> _TASK INPUTS_:
──────

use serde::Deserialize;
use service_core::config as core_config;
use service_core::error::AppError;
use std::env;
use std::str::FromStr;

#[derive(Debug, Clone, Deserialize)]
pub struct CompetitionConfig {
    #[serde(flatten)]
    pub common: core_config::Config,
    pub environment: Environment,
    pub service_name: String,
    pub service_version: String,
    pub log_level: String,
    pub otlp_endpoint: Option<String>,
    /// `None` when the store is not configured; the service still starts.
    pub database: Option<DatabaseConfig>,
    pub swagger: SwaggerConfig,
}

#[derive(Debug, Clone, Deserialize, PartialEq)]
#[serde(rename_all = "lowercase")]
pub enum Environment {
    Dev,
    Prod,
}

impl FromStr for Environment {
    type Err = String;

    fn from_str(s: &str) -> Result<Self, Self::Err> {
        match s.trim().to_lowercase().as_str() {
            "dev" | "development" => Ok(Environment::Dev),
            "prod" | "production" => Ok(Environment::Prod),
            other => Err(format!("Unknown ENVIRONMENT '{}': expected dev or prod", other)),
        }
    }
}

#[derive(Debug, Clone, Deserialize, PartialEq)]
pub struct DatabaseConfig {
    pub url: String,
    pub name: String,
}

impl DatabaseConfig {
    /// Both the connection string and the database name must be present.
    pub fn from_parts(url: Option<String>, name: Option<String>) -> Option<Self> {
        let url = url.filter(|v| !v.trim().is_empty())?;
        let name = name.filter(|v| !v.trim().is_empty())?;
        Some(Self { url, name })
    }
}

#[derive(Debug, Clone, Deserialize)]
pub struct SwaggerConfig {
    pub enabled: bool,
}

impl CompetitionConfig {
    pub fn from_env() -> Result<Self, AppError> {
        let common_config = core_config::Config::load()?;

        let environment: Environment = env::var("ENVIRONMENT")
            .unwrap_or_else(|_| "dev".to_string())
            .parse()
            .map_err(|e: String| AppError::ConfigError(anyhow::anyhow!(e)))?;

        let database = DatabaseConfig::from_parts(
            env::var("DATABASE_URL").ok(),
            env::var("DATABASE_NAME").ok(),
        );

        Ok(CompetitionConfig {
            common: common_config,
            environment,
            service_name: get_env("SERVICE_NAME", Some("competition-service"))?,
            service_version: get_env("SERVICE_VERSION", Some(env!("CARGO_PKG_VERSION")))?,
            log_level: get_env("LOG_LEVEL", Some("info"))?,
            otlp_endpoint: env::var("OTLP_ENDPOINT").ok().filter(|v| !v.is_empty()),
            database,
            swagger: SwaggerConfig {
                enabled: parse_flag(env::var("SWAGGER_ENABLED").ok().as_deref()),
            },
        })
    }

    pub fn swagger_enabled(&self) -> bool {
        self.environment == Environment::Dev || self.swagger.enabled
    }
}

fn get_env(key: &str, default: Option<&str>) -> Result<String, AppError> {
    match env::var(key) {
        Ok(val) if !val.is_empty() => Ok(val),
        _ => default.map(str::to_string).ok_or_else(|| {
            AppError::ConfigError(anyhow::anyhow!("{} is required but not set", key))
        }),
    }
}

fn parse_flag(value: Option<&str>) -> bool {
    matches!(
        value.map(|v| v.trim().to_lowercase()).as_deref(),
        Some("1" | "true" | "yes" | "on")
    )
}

──────

> _WHAT TO PRODUCE_: Going through the listing above, copy out every line that has the string "CompetitionConfig".

> _WRITTEN SOLUTION_:
pub struct CompetitionConfig {
impl CompetitionConfig {
        Ok(CompetitionConfig {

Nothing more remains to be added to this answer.